Port mjolnir dag from airflow 1
This is the most complex workflow in the search platform airflow instance, ported over to airflow 2 + spark 3. The implementation has changed slightly here from airflow 1 to make things a bit more generic. This was the first dag we implemented in airflow 1 and we have learned a few things since then.
-
Removed MjolnirOperator and replaced with a more generic AutoSizeSparkSubmitOperator. This operator looks at the resource requirements of a task and scales the # of executors to meet limits on the aggregate memory/core count usage. For most tasks this is merely a simplification of configuration. It has a second, optional, functionality to read in a metadata file about the size of a feature matrix that will be read and scales the memory usage to match. This is critical to be able to use the same task definition to train large and small wikis with the same definition without scaling everything to match the largest wiki.
-
Uses jar artifacts for all jvm deps, rather than having spark use ivy to collect dependencies from archiva.
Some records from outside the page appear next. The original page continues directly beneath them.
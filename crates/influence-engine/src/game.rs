//! The two game pipelines: challenge pair and sample connection

use crate::config::EngineConfig;
use crate::error::EngineError;
use crate::fallback::{fallback_pair, fallback_path};
use crate::pair_parser::parse_connection_pair;
use crate::path_parser::extract_connection_path;
use crate::prompt::{PairPromptBuilder, PathPromptBuilder};
use influence_domain::{CompletionProvider, ConnectionPair, ConnectionPath, Difficulty};
use tracing::{debug, info, warn};

/// Runs the pair and path pipelines against a completion provider
///
/// `connection_pair` and `sample_connection` never fail: transport and parse
/// errors are logged and replaced by deterministic fallbacks. The `try_`
/// variants expose the underlying error instead.
pub struct Game<P> {
    provider: P,
    config: EngineConfig,
}

impl<P> Game<P>
where
    P: CompletionProvider + Sync,
    P::Error: std::fmt::Display,
{
    /// Create a new Game with the default configuration
    pub fn new(provider: P) -> Self {
        Self::with_config(provider, EngineConfig::default())
    }

    /// Create a new Game with a specific configuration
    pub fn with_config(provider: P, config: EngineConfig) -> Self {
        Self { provider, config }
    }

    /// The completion provider
    pub fn provider(&self) -> &P {
        &self.provider
    }

    /// The engine configuration
    pub fn config(&self) -> &EngineConfig {
        &self.config
    }

    /// Get a challenge pair, falling back to the difficulty's fixed pair
    pub async fn connection_pair(&self, difficulty: Difficulty) -> ConnectionPair {
        match self.try_connection_pair(difficulty).await {
            Ok(pair) => pair,
            Err(e) => {
                warn!("Error fetching connection pair ({}): {}; using fallback", difficulty, e);
                fallback_pair(difficulty)
            }
        }
    }

    /// Get a challenge pair from the provider
    pub async fn try_connection_pair(
        &self,
        difficulty: Difficulty,
    ) -> Result<ConnectionPair, EngineError> {
        info!("Requesting {} connection pair", difficulty);

        let prompt = PairPromptBuilder::new(difficulty).build();
        let reply = self.call(&prompt).await?;
        let pair = parse_connection_pair(&reply)?;

        info!("Connection pair: {}", pair);
        Ok(pair)
    }

    /// Get an example chain, falling back to a synthesized one
    pub async fn sample_connection(
        &self,
        person1: &str,
        person2: &str,
        difficulty: Difficulty,
    ) -> ConnectionPath {
        match self.try_sample_connection(person1, person2, difficulty).await {
            Ok(path) => path,
            Err(e) => {
                warn!("Error fetching sample connection ({}): {}; using fallback", difficulty, e);
                fallback_path(person1, person2, difficulty)
            }
        }
    }

    /// Get an example chain for the two people of `pair`
    pub async fn sample_connection_for(
        &self,
        pair: &ConnectionPair,
        difficulty: Difficulty,
    ) -> ConnectionPath {
        self.sample_connection(pair.person1(), pair.person2(), difficulty)
            .await
    }

    /// Get an example chain from the provider
    pub async fn try_sample_connection(
        &self,
        person1: &str,
        person2: &str,
        difficulty: Difficulty,
    ) -> Result<ConnectionPath, EngineError> {
        info!("Requesting {} connection path: {} → {}", difficulty, person1, person2);

        let prompt = PathPromptBuilder::new(person1, person2, difficulty).build();
        let reply = self.call(&prompt).await?;
        let path = extract_connection_path(
            &reply,
            person1,
            person2,
            &self.config.explanation_limits(),
        )?;

        info!("Connection path with {} links", path.link_count());
        Ok(path)
    }

    /// One completion call, reply capped at `max_reply_chars`
    async fn call(&self, prompt: &str) -> Result<String, EngineError> {
        debug!("Prompt length: {} chars", prompt.len());

        let reply = self
            .provider
            .complete(prompt)
            .await
            .map_err(|e| EngineError::Transport(e.to_string()))?;

        debug!("Reply length: {} chars", reply.len());

        Ok(cap_chars(reply, self.config.max_reply_chars))
    }
}

fn cap_chars(mut text: String, max_chars: usize) -> String {
    if let Some((idx, _)) = text.char_indices().nth(max_chars) {
        debug!("Reply truncated to {} chars", max_chars);
        text.truncate(idx);
    }
    text
}
//! Error types for the CLI application.

use thiserror::Error;

/// Result type alias for CLI operations.
pub type Result<T> = std::result::Result<T, CliError>;

/// CLI-specific errors.
#[derive(Debug, Error)]
pub enum CliError {
    /// Configuration error
    #[error("Configuration error: {0}")]
    Config(String),

    /// I/O error
    #[error("I/O error: {0}")]
    Io(#[from] std::io::Error),

    /// Serialization error
    #[error("Serialization error: {0}")]
    Serialization(#[from] serde_json::Error),

    /// TOML parsing error
    #[error("TOML parsing error: {0}")]
    Toml(#[from] toml::de::Error),

    /// Invalid input
    #[error("Invalid input: {0}")]
    InvalidInput(String),

    /// Line editor failure
    #[error("Line editor error: {0}")]
    Readline(#[from] rustyline::error::ReadlineError),
}
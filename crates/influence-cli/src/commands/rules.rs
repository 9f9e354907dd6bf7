//! Rules command implementation.

use crate::config::OutputFormat;
use crate::error::Result;
use crate::output::Formatter;
use influence_domain::{ChainEntry, ConnectionPath, Difficulty};

/// The game rules, in order.
pub const STEPS: [&str; 5] = [
    "You are given two people.",
    "Think of a chain of people who have plausibly met in real life.",
    "Everyone in the chain must have plausibly met the people directly before and after them.",
    "The chain starts with the first person and ends with the second.",
    "When you have a chain in mind, say \"got it\" to compare it with ours.",
];

/// What each difficulty asks of the player.
pub fn describe(difficulty: Difficulty) -> &'static str {
    match difficulty {
        Difficulty::Easy => "well-known people",
        Difficulty::Medium | Difficulty::Unspecified => "people from somewhat different fields",
        Difficulty::Hard => "people from very different eras or fields",
    }
}

/// A worked example connecting Albert Einstein to Barack Obama.
pub fn example_chain() -> ConnectionPath {
    ConnectionPath::new(vec![
        ChainEntry::new("Albert Einstein"),
        ChainEntry::with_explanation("J. Robert Oppenheimer", "Manhattan Project"),
        ChainEntry::with_explanation("Robert McNamara", "Pentagon colleagues"),
        ChainEntry::with_explanation("Bill Clinton", "political circles"),
        ChainEntry::new("Barack Obama"),
    ])
    .expect("example chain has five entries")
}

/// Render the rules for the selected output format.
pub fn render(formatter: &Formatter) -> Result<String> {
    let example = example_chain();

    if formatter.format() == OutputFormat::Json {
        let difficulties: Vec<serde_json::Value> = Difficulty::SELECTABLE
            .iter()
            .map(|d| {
                serde_json::json!({
                    "difficulty": d.as_str(),
                    "chain_length": d.band_label(),
                    "description": describe(*d),
                })
            })
            .collect();

        let chain: Vec<String> = example.entries().iter().map(ToString::to_string).collect();

        return Ok(serde_json::to_string_pretty(&serde_json::json!({
            "rules": STEPS,
            "example": chain,
            "difficulties": difficulties,
        }))?);
    }

    let mut out = String::new();
    out.push_str("How to play Web of Influence\n\n");
    out.push_str("Find a chain of real-life meetings between two seemingly unrelated people.\n\n");

    for (idx, step) in STEPS.iter().enumerate() {
        out.push_str(&format!("  {}. {}\n", idx + 1, step));
    }

    out.push_str(&format!(
        "\nExample: connecting {} to {} might go\n\n",
        example.first().name(),
        example.last().name()
    ));
    out.push_str(&formatter.format_path(&example)?);
    out.push_str("\n\nDifficulty levels:\n");

    for difficulty in Difficulty::SELECTABLE {
        out.push_str(&format!(
            "  {:<7} {} links between {}\n",
            difficulty.as_str(),
            difficulty.band_label(),
            describe(difficulty)
        ));
    }

    out.push_str("\nThere is no single right answer: any chain of plausible meetings counts.");
    Ok(out)
}

/// Execute the rules command.
pub fn execute_rules(formatter: &Formatter) -> Result<()> {
    println!("{}", render(formatter)?);
    Ok(())
}

#[cfg(test)]
mod tests {
    use super::*;

    #[test]
    fn test_example_chain_is_anchored() {
        let chain = example_chain();
        assert!(chain.is_anchored("Albert Einstein", "Barack Obama"));
        assert_eq!(chain.link_count(), 4);
        assert_eq!(chain.entries()[1].to_string(), "J. Robert Oppenheimer - Manhattan Project");
    }

    #[test]
    fn test_plain_rules_mention_every_difficulty() {
        let formatter = Formatter::new(OutputFormat::Plain, false);
        let text = render(&formatter).unwrap();
        assert!(text.contains("1. You are given two people."));
        assert!(text.contains("3. Robert McNamara - Pentagon colleagues"));
        assert!(text.contains("easy    2-4 links"));
        assert!(text.contains("hard    5-7 links"));
    }

    #[test]
    fn test_json_rules() {
        let formatter = Formatter::new(OutputFormat::Json, false);
        let value: serde_json::Value = serde_json::from_str(&render(&formatter).unwrap()).unwrap();
        assert_eq!(value["rules"].as_array().unwrap().len(), STEPS.len());
        assert_eq!(value["example"][4], "Barack Obama");
        assert_eq!(value["difficulties"][1]["chain_length"], "3-5");
    }
}
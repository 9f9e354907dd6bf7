//! Config command implementation.

use crate::cli::{ConfigAction, ConfigArgs};
use crate::config::Config;
use crate::error::Result;
use crate::output::Formatter;
use std::path::Path;

/// Execute the config command against the file at `path`.
pub fn execute_config(
    args: ConfigArgs,
    config: &Config,
    path: &Path,
    formatter: &Formatter,
) -> Result<()> {
    match args.action {
        ConfigAction::Show => println!("{}", formatter.format_config(config)?),
        ConfigAction::Path => println!("{}", path.display()),
        ConfigAction::Init { force } => {
            if init_config(path, force)? {
                println!(
                    "{}",
                    formatter.success(&format!("Wrote default configuration to {}", path.display()))
                );
            } else {
                println!(
                    "{}",
                    formatter.warning(&format!(
                        "{} already exists (use --force to overwrite)",
                        path.display()
                    ))
                );
            }
        }
    }
    Ok(())
}

/// Write a default configuration file; returns false when one exists and `force` is unset.
pub fn init_config(path: &Path, force: bool) -> Result<bool> {
    if path.exists() && !force {
        return Ok(false);
    }
    Config::default().save_to(path)?;
    Ok(true)
}
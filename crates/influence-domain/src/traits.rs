//! Trait definitions for external interactions
//!
//! These traits define the boundary between the game logic and the remote
//! text-completion service. Implementations live in `influence-llm`.

use std::future::Future;

/// Trait for text-completion providers
///
/// Implemented by the infrastructure layer (influence-llm). A provider sends
/// one prompt and returns the raw, untrusted reply text. It performs no
/// retries; callers decide what to do with a failure.
pub trait CompletionProvider {
    /// Error type for completion calls
    type Error;

    /// Send `prompt` as the sole user message and return the reply text
    fn complete(&self, prompt: &str) -> impl Future<Output = Result<String, Self::Error>> + Send;
}
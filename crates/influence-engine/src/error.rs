//! Error types for the game engine

use influence_domain::{PairError, PathError};
use thiserror::Error;

/// Completion text that could not be coerced into game data
#[derive(Error, Debug, Clone, PartialEq, Eq)]
pub enum ParseError {
    /// The parsed names do not form a valid pair
    #[error("Invalid pair: {0}")]
    InvalidPair(#[from] PairError),

    /// Not enough chain entries could be recovered
    #[error("Too few chain entries: {0} (need at least 2)")]
    TooFewEntries(usize),

    /// The recovered entries do not form a valid path
    #[error("Invalid path: {0}")]
    InvalidPath(#[from] PathError),
}

/// Errors that can occur inside a pipeline
///
/// Never escapes the total pipeline entry points; each variant is logged and
/// answered with a fallback value.
#[derive(Error, Debug)]
pub enum EngineError {
    /// The completion call failed (network, status, envelope)
    #[error("Transport error: {0}")]
    Transport(String),

    /// The completion text could not be parsed
    #[error("Parse error: {0}")]
    Parse(#[from] ParseError),
}

impl EngineError {
    /// Whether the failure happened before any text was received
    pub fn is_transport(&self) -> bool {
        matches!(self, EngineError::Transport(_))
    }
}
//! Parse completion text into a challenge pair
//!
//! The reply is untrusted free text. It is normalized once, then handed to
//! an ordered list of strategies; the first one that recovers two non-empty
//! names wins. When none does, a constant default pair is used.

use crate::error::ParseError;
use crate::fallback::PARSER_DEFAULT_PAIR;
use influence_domain::ConnectionPair;
use regex::Regex;
use std::sync::LazyLock;
use tracing::{debug, warn};

/// "person 1", "PERSON1 :", "Person 2:" and friends
static LABEL: LazyLock<Regex> = LazyLock::new(|| {
    Regex::new(r"(?i)\bperson\s*([12])\b(\s*:)?").expect("label pattern is valid")
});

/// Bullets and list numbers in front of a line
static LIST_MARKER: LazyLock<Regex> =
    LazyLock::new(|| Regex::new(r"^(?:[-*•]|\d+[.)])\s+").expect("list marker pattern is valid"));

static INLINE_PAIR: LazyLock<Regex> = LazyLock::new(|| {
    Regex::new(r"(?i)Person1:\s*([^,]+),\s*Person2:\s*(.+)").expect("inline pattern is valid")
});

/// Two capitalized words, e.g. "Taylor Swift"
static CAPITALIZED_NAME: LazyLock<Regex> = LazyLock::new(|| {
    Regex::new(r"\b[A-Z][a-z]+ [A-Z][a-z]+\b").expect("name pattern is valid")
});

/// A completion reply after normalization
#[derive(Debug, Clone, PartialEq, Eq)]
pub struct Reply {
    text: String,
    lines: Vec<String>,
}

impl Reply {
    /// Normalize raw completion text
    ///
    /// Trims, drops markdown emphasis, canonicalizes `Person1:`/`Person2:`
    /// labels and splits into non-empty lines without list markers.
    pub fn normalize(content: &str) -> Self {
        let text = content.trim().replace("**", "").replace("__", "");
        let text = LABEL
            .replace_all(&text, |caps: &regex::Captures| {
                let colon = if caps.get(2).is_some() { ":" } else { "" };
                format!("Person{}{}", &caps[1], colon)
            })
            .into_owned();

        let lines = text
            .lines()
            .map(|line| LIST_MARKER.replace(line.trim(), "").trim().to_string())
            .filter(|line| !line.is_empty())
            .collect();

        Self { text, lines }
    }

    /// The whole normalized text
    pub fn text(&self) -> &str {
        &self.text
    }

    /// Non-empty normalized lines
    pub fn lines(&self) -> &[String] {
        &self.lines
    }
}

/// Two names recovered by a strategy, not yet validated
type RawPair = (String, String);

type Strategy = fn(&Reply) -> Option<RawPair>;

/// Parse strategies, tried in order
const STRATEGIES: &[(&str, Strategy)] = &[
    ("labeled lines", labeled_lines),
    ("two lines", two_lines),
    ("inline labels", inline_labels),
    ("capitalized names", capitalized_names),
];

/// Parse completion text into a validated pair
///
/// # Errors
///
/// Returns `ParseError::InvalidPair` when the recovered names are the same
/// person or empty; callers answer that with a difficulty fallback.
///
/// # Examples
///
/// ```
/// use influence_engine::parse_connection_pair;
///
/// let pair = parse_connection_pair("Person1: Ada Lovelace\nPerson2: Alan Turing").unwrap();
/// assert_eq!(pair.person1(), "Ada Lovelace");
/// assert_eq!(pair.person2(), "Alan Turing");
/// ```
pub fn parse_connection_pair(content: &str) -> Result<ConnectionPair, ParseError> {
    let reply = Reply::normalize(content);

    let (person1, person2) = STRATEGIES
        .iter()
        .find_map(|(name, strategy)| {
            let pair = strategy(&reply)?;
            debug!("Pair recovered by {} strategy", name);
            Some(pair)
        })
        .unwrap_or_else(|| {
            warn!("Could not parse the response format, using default pair");
            let (person1, person2) = PARSER_DEFAULT_PAIR;
            (person1.to_string(), person2.to_string())
        });

    Ok(ConnectionPair::new(person1, person2)?)
}

/// Both names if neither is blank
fn non_empty(person1: &str, person2: &str) -> Option<RawPair> {
    let (person1, person2) = (person1.trim(), person2.trim());
    if person1.is_empty() || person2.is_empty() {
        return None;
    }
    Some((person1.to_string(), person2.to_string()))
}

/// Text after the first colon, or the whole line
fn strip_label(line: &str) -> &str {
    line.split_once(':').map_or(line, |(_, rest)| rest)
}

/// Lines starting with `Person1:` and `Person2:`
fn labeled_lines(reply: &Reply) -> Option<RawPair> {
    let find = |label: &str| {
        reply
            .lines()
            .iter()
            .find(|line| line.to_lowercase().starts_with(label))
            .map(|line| strip_label(line))
    };
    non_empty(find("person1:")?, find("person2:")?)
}

/// Exactly two lines, one name each
fn two_lines(reply: &Reply) -> Option<RawPair> {
    match reply.lines() {
        [first, second] => non_empty(strip_label(first), strip_label(second)),
        _ => None,
    }
}

/// `Person1: X, Person2: Y` on one line
fn inline_labels(reply: &Reply) -> Option<RawPair> {
    let caps = INLINE_PAIR.captures(reply.text())?;
    non_empty(&caps[1], &caps[2])
}

/// The first two distinct "Firstname Lastname" tokens anywhere
fn capitalized_names(reply: &Reply) -> Option<RawPair> {
    let mut names = CAPITALIZED_NAME.find_iter(reply.text()).map(|m| m.as_str());
    let first = names.next()?;
    let second = names.find(|name| !name.eq_ignore_ascii_case(first))?;
    non_empty(first, second)
}
//! Pair command implementation.

use crate::cli::ChallengeArgs;
use crate::config::Config;
use crate::error::Result;
use crate::output::Formatter;
use crate::session::Session;
use influence_domain::CompletionProvider;

/// Execute the pair command.
pub async fn execute_pair<P>(
    args: ChallengeArgs,
    session: &Session<P>,
    config: &Config,
    formatter: &Formatter,
) -> Result<()>
where
    P: CompletionProvider + Sync,
    P::Error: std::fmt::Display,
{
    let difficulty = args.difficulty.map(Into::into).unwrap_or_else(|| config.difficulty());
    let pair = session.pair(difficulty).await;

    println!("{}", formatter.format_pair(&pair, difficulty)?);
    Ok(())
}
With the artifact handling available in this repo it seems reasonable to consistently use that rather than splitting between native artifacts and ivy.
-
Ports over the HiveTablePath helper, used to translate table names into paths on hdfs when tasks are rendered. This helps when doing test runs to only need to change table names and let the paths be auto-detected from hive metadata. This is also required as mjolnir was built to write directly to hdfs and then add partitions to hive separately.
Bug: T329239